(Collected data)
- - -
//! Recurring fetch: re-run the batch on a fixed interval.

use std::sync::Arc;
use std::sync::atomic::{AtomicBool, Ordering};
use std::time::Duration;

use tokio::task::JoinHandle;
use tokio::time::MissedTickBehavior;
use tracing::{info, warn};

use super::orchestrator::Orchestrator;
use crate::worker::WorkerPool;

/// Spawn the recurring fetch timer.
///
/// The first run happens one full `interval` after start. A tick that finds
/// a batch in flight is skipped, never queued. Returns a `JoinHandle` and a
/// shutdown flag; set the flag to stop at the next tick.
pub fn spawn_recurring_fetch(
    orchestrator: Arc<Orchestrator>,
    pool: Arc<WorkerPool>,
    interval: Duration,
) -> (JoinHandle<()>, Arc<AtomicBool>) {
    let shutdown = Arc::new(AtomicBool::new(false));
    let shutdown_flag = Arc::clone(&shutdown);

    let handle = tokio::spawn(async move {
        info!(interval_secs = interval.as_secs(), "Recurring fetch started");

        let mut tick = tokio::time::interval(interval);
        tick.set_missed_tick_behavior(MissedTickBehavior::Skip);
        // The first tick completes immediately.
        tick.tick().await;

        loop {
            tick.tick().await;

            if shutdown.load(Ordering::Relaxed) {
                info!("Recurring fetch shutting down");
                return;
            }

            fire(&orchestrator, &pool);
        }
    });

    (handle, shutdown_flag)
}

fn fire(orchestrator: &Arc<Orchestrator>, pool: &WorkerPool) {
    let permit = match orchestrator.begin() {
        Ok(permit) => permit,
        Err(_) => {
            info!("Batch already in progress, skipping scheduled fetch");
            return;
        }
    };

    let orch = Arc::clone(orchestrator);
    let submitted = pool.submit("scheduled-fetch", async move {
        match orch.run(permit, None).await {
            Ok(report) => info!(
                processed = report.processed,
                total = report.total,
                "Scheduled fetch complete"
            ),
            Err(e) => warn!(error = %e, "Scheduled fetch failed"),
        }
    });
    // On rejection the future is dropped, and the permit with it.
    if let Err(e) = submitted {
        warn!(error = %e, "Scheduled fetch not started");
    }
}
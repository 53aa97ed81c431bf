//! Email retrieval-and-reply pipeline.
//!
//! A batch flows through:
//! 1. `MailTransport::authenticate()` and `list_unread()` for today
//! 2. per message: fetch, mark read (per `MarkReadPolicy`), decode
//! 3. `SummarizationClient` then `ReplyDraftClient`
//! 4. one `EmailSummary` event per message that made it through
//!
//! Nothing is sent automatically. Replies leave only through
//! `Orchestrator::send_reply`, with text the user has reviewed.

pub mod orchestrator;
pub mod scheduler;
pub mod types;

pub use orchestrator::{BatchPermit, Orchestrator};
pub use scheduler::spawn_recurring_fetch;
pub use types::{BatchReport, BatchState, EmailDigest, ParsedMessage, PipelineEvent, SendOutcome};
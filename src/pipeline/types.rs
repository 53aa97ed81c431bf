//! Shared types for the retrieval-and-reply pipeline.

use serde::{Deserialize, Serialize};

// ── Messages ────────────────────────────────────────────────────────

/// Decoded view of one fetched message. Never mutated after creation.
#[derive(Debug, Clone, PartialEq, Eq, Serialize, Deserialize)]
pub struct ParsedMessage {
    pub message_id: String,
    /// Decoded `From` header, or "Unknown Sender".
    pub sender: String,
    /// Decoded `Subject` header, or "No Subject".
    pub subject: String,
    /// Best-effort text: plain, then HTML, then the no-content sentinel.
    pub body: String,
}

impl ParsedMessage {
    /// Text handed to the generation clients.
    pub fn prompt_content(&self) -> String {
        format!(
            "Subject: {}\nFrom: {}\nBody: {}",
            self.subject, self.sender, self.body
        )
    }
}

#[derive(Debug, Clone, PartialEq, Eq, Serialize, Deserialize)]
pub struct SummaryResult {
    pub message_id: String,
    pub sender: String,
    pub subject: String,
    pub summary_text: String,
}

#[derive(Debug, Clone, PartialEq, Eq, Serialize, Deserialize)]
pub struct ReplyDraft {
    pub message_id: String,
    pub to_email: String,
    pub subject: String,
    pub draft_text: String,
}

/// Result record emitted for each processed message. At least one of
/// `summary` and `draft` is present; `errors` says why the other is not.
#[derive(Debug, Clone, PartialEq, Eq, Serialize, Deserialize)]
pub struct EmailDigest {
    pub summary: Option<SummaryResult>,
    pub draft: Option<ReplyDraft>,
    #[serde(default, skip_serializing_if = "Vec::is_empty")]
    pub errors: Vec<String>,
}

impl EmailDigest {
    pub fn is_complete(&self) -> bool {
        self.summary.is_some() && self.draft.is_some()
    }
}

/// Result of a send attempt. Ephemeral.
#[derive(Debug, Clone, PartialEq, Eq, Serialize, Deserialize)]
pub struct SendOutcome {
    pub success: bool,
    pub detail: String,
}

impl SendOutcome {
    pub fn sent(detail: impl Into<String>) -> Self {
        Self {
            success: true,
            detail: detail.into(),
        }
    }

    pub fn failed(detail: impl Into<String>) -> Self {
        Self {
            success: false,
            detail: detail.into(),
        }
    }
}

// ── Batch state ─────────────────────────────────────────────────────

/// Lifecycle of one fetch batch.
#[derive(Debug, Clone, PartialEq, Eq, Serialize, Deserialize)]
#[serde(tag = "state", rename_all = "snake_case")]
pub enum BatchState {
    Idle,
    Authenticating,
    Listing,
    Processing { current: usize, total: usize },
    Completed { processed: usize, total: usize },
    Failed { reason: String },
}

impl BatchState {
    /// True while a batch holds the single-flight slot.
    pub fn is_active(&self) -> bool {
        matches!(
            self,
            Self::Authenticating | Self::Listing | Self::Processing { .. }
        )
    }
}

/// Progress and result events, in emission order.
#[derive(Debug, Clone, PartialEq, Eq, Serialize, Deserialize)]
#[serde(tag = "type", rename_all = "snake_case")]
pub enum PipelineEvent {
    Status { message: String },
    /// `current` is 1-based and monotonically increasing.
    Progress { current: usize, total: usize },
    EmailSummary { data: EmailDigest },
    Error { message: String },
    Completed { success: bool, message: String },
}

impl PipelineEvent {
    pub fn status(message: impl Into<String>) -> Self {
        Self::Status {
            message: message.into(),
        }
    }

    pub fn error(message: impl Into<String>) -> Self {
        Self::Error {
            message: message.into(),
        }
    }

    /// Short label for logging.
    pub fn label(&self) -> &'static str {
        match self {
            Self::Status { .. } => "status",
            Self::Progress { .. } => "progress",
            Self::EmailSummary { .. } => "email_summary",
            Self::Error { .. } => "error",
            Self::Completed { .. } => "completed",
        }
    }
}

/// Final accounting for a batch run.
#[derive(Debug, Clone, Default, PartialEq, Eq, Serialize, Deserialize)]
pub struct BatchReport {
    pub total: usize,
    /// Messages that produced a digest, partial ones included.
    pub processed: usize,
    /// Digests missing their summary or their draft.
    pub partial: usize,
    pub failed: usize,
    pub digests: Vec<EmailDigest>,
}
- - -
> [TASK]: Retype only the lines above between the line with "least one of" and the line with "pub fn is_complete(&self)", counting those two lines as well, and keep every character as it is.

> [WRITTEN RESPONSE]:
/// Result record emitted for each processed message. At least one of
/// `summary` and `draft` is present; `errors` says why the other is not.
#[derive(Debug, Clone, PartialEq, Eq, Serialize, Deserialize)]
pub struct EmailDigest {
    pub summary: Option<SummaryResult>,
    pub draft: Option<ReplyDraft>,
    #[serde(default, skip_serializing_if = "Vec::is_empty")]
    pub errors: Vec<String>,
}

impl EmailDigest {
    pub fn is_complete(&self) -> bool {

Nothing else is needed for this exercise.